Some Thoughts on Oracle Portal Sizing and Monitoring

July 6th, 2006 by Mark Rittman

I’m going in to one of our higher education clients next week
to do a healthcheck of their Oracle Application Server 9.0.4.
installation, prior to them going live with a new student records
system next September. One of my colleagues took a look at their
Discoverer deployment earlier in the summer, and this time they’re
looking for some validation around their use of Application Server in
general, and in particular their use of Oracle Portal through which
their new system is deployed.
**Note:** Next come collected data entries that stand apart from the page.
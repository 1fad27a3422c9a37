//! Heading demotion
//!
//! Helpfiles use `#` and `##`; the site page title already occupies the top
//! level, so `##` becomes `###` and then `#` becomes `##`. Checking `## `
//! before `# ` on each line is what keeps a level-1 heading from being
//! shifted twice. Deeper headings pass through unchanged.

/// Demote the level-1 and level-2 headings of a text segment
///
/// `starts_line` says whether the segment begins at the start of a line.
/// `continues` says whether a code span follows the segment on its last
/// line, which makes a heading like ``# `code` `` non-empty.
pub fn demote(segment: &str, starts_line: bool, continues: bool) -> String {
    let mut out = String::with_capacity(segment.len() + 8);
    let mut at_line_start = starts_line;

    for line in segment.split_inclusive('\n') {
        let (body, ending) = split_ending(line);
        let continues_on_line = ending.is_empty() && continues;

        if at_line_start {
            if let Some(text) = heading_text(body, "## ", continues_on_line) {
                out.push_str("### ");
                out.push_str(text);
            } else if let Some(text) = heading_text(body, "# ", continues_on_line) {
                out.push_str("## ");
                out.push_str(text);
            } else {
                out.push_str(body);
            }
        } else {
            out.push_str(body);
        }

        out.push_str(ending);
        at_line_start = true;
    }

    out
}

/// Text after `marker` when the line is a heading with non-empty text
fn heading_text<'a>(body: &'a str, marker: &str, continues_on_line: bool) -> Option<&'a str> {
    let text = body.strip_prefix(marker)?;
    (!text.is_empty() || continues_on_line).then_some(text)
}

/// Split a line into its content and its `\n` / `\r\n` terminator
fn split_ending(line: &str) -> (&str, &str) {
    if let Some(body) = line.strip_suffix("\r\n") {
        (body, "\r\n")
    } else if let Some(body) = line.strip_suffix('\n') {
        (body, "\n")
    } else {
        (line, "")
    }
}
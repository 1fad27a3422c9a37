//! Helpfile → site page conversion
//!
//! Each helpfile is converted on its own:
//! - Split into code and text segments; code passes through untouched
//! - Headings in text are demoted one level
//! - Bracket references become site-relative links
//! - A frontmatter block is prepended

pub mod frontmatter;
mod headings;
mod links;
mod resolve;
mod segment;
mod slug;

pub use headings::demote;
pub use links::{is_topic_reference, LinkRewriter};
pub use resolve::{
    classify, FallbackRule, FallbackTarget, Resolution, ResolutionSource, TopicResolver,
    FALLBACK_RULES,
};
pub use segment::{segment, Segment};
pub use slug::topic_slug;

use crate::error::HelpdocsError;
use crate::index::LookupMapping;
use crate::project::{list_markdown, HelpdocsConfig};
use anyhow::{Context, Result};
use serde::Serialize;
use similar::TextDiff;
use std::io::ErrorKind;
use std::path::Path;

/// Summary of a conversion run
#[derive(Debug, Default, Serialize)]
pub struct ConvertReport {
    /// Files that were converted (or checked)
    pub converted: Vec<String>,
    /// In check mode, files whose output would change
    pub changed: Vec<String>,
    /// Whether the source directory held no markdown files
    pub empty_corpus: bool,
    /// In check mode, unified diffs for the changed files
    #[serde(skip_serializing_if = "Vec::is_empty")]
    pub diffs: Vec<PageDiff>,
}

/// Difference between a page on disk and its freshly rendered version
#[derive(Debug, Clone, Serialize)]
pub struct PageDiff {
    pub file: String,
    pub diff: String,
}

/// Converts helpfiles into site pages
#[derive(Debug, Clone)]
pub struct Converter {
    rewriter: LinkRewriter,
    config: HelpdocsConfig,
}

impl Converter {
    /// Create a converter from configuration and an optional lookup mapping
    ///
    /// Without a mapping every topic goes through the fallback rules.
    pub fn new(config: &HelpdocsConfig, mapping: Option<&LookupMapping>) -> Self {
        let resolver = match mapping {
            Some(mapping) => TopicResolver::new(mapping, config.fallback.clone()),
            None => TopicResolver::fallback_only(config.fallback.clone()),
        };

        Self {
            rewriter: LinkRewriter::new(resolver, config.help_root.clone()),
            config: config.clone(),
        }
    }

    /// Load the lookup artifact, falling back to heuristics if it is unusable
    pub fn load_mapping(path: &Path) -> Option<LookupMapping> {
        match LookupMapping::load(path) {
            Ok(mapping) => {
                tracing::info!("Loaded {} header mappings from {:?}", mapping.len(), path);
                Some(mapping)
            }
            Err(e) => {
                tracing::warn!("Could not load lookup artifact, using fallback rules: {:#}", e);
                tracing::warn!("Run `helpdocs index` to generate it.");
                None
            }
        }
    }

    /// The link rewriter used for text segments
    pub fn rewriter(&self) -> &LinkRewriter {
        &self.rewriter
    }

    /// Convert one helpfile's text into a site page
    pub fn convert_text(&self, file_name: &str, content: &str) -> String {
        let segments = segment(content);
        let mut body = String::with_capacity(content.len() + content.len() / 4);

        for (i, seg) in segments.iter().enumerate() {
            match seg {
                Segment::Code(code) => body.push_str(code),
                Segment::Text(text) => {
                    let code_follows = matches!(segments.get(i + 1), Some(Segment::Code(_)));
                    let demoted = demote(text, i == 0, code_follows);
                    body.push_str(&self.rewriter.rewrite(&demoted));
                }
            }
        }

        frontmatter::inject(
            &body,
            &self.config.title_for(file_name),
            &self.config.site_name,
        )
    }

    /// Convert every helpfile in `source_dir` into `output_dir`
    ///
    /// Stops at the first file that cannot be read or written.
    pub fn convert_dir(&self, source_dir: &Path, output_dir: &Path) -> Result<ConvertReport> {
        self.run(source_dir, output_dir, false)
    }

    /// Render every helpfile and report which outputs differ from disk
    pub fn check_dir(&self, source_dir: &Path, output_dir: &Path) -> Result<ConvertReport> {
        self.run(source_dir, output_dir, true)
    }

    fn run(&self, source_dir: &Path, output_dir: &Path, check: bool) -> Result<ConvertReport> {
        tracing::info!("Source: {:?}", source_dir);
        tracing::info!("Target: {:?}", output_dir);

        let files = list_markdown(source_dir)?;
        let mut report = ConvertReport::default();

        if files.is_empty() {
            tracing::warn!("No markdown files found in {:?}", source_dir);
            report.empty_corpus = true;
            return Ok(report);
        }

        tracing::info!("Found {} markdown files to convert", files.len());

        if !check {
            std::fs::create_dir_all(output_dir)
                .with_context(|| format!("Failed to create {:?}", output_dir))?;
        }

        for file in &files {
            let target = output_dir.join(&file.file_name);
            tracing::debug!("Converting {:?} -> {:?}", file.path, target);

            let page = std::fs::read_to_string(&file.path)
                .map_err(|e| HelpdocsError::io(&file.path, e))
                .map(|content| self.convert_text(&file.file_name, &content))
                .inspect_err(|e| tracing::error!("Error converting {}: {}", file.file_name, e))?;

            if check {
                let current = match std::fs::read_to_string(&target) {
                    Ok(current) => current,
                    Err(e) if e.kind() == ErrorKind::NotFound => String::new(),
                    Err(e) => return Err(HelpdocsError::io(&target, e).into()),
                };
                if current != page {
                    report.diffs.push(PageDiff {
                        file: file.file_name.clone(),
                        diff: unified_diff(&file.file_name, &current, &page),
                    });
                    report.changed.push(file.file_name.clone());
                }
            } else {
                std::fs::write(&target, &page)
                    .map_err(|e| HelpdocsError::io(&target, e))
                    .inspect_err(|e| tracing::error!("Error converting {}: {}", file.file_name, e))?;
            }

            report.converted.push(file.file_name.clone());
        }

        Ok(report)
    }
}

/// Unified diff between the page on disk and the freshly rendered one
fn unified_diff(file_name: &str, old: &str, new: &str) -> String {
    TextDiff::from_lines(old, new)
        .unified_diff()
        .context_radius(2)
        .header(&format!("a/{}", file_name), &format!("b/{}", file_name))
        .to_string()
}
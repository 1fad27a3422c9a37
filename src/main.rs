//! helpdocs - SharpMUSH helpfile indexer and converter
//!
//! Turns the upstream helpfiles into pages for the documentation site,
//! linking cross-references between them.

use anyhow::Result;
use clap::Parser;
use helpdocs::cli::{
    Cli, Commands,
    build, config, convert, index, resolve, watch,
    print_build_report, print_convert_report, print_index_report, print_resolved,
};
use helpdocs::project::Project;
use tracing_subscriber::{fmt, prelude::*, EnvFilter};

fn main() -> Result<()> {
    // Parse CLI arguments
    let cli = Cli::parse_args();

    // Setup logging
    let filter = if cli.verbose {
        EnvFilter::new("debug")
    } else {
        EnvFilter::new("info")
    };

    tracing_subscriber::registry()
        .with(fmt::layer().with_writer(std::io::stderr))
        .with(filter)
        .init();

    let project = Project::open(&cli.path)?;

    // Execute command
    match cli.command {
        Commands::Index => {
            if let Some(report) = index(&project)? {
                print_index_report(&report, cli.format)?;
            }
        }

        Commands::Convert(args) => {
            let report = convert(&project, args.check)?;
            print_convert_report(&report, args.check, cli.format)?;
            ensure_up_to_date(&report.changed, args.check)?;
        }

        Commands::Build(args) => {
            if let Some((index_report, convert_report)) = build(&project, args.check)? {
                print_build_report(&index_report, &convert_report, args.check, cli.format)?;
                ensure_up_to_date(&convert_report.changed, args.check)?;
            }
        }

        Commands::Resolve(args) => {
            let resolved = resolve(&project, &args.topics);
            print_resolved(&resolved, cli.format)?;
        }

        Commands::Watch(args) => {
            watch(&project, args.debounce)?;
        }

        Commands::Config(args) => {
            config(&project, args.show, args.init)?;
        }
    }

    Ok(())
}

/// Fail a `--check` run when any page is out of date
fn ensure_up_to_date(changed: &[String], check: bool) -> Result<()> {
    if check && !changed.is_empty() {
        anyhow::bail!(
            "{} converted pages are out of date; run `helpdocs convert`",
            changed.len()
        );
    }
    Ok(())
}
On the basis that it’s worth thinking
things through properly before you turn up on day one, I thought I’d
jot down a few ideas here to give things a bit of structure.

The customer has spent quite a bit of time and money on their
new system, and they need to make sure it works, and that
Oracle Portal can handle a large number of students logging in, viewing
their timetables and results, and enrolling on their student records
system. In particular, they want to review:

  1. Their proposed Oracle Application Server architecture, plus
    any supporting infrastructure databases
  2. Review the hardware sizing they’ve carried out, and if
    neccessary make recommendations to change this
  3. Make recommendations around Portal and Infrastructure
    performance tuning, together with recommendations around Portal
    deployment and development, and
  4. Review their arrangements for resilience and recovery for
    both the application server and the database.

Doing a performance healthcheck of an Oracle Application
Server deployment can get quite interesting as there are potentially so
many moving parts for you to review and understand. Starting off from
the application itself, it’s usually something built in Java (JSPs,
servlets etc), PL/SQL, Forms or similar, and it’s going to interact
with a database just like any other application – it might scale, it
might not, it might have bottlenecks and so on. When you get to the
application server, in Oracle’s case you’ve got WebCache, OC4J,
mod_plsql, the various application server tiers, the single sign-on
server, the infrastructure database and so on. Then you get down to the
server level, where you can use commands such as vmstat, sar, top, iostat or
utilities such as Orca
to monitor CPU load, memory usage or IO load over time. You can take a
more holistic view by using applications such as Grid
Control
to
present data from multiple tiers in a single view, but it’s very
difficult to monitor and diagnose performance problems across the whole
stack as not everything is instrumened and integrated.

In this case though, we can probably narrow down the
investigation to three main areas:

  1. Oracle Portal, i.e. have they sized their hardware
    sufficiently for the proposed load, and have they deployed it properly
  2. Is their overall Application Server deployment correct,
    does it load balance properly, cache properly, can it handle the load,
    and
  3. Have they deployed their databases correctly, i.e. are they
    resilient enough and can they cope with the load they’ll expect?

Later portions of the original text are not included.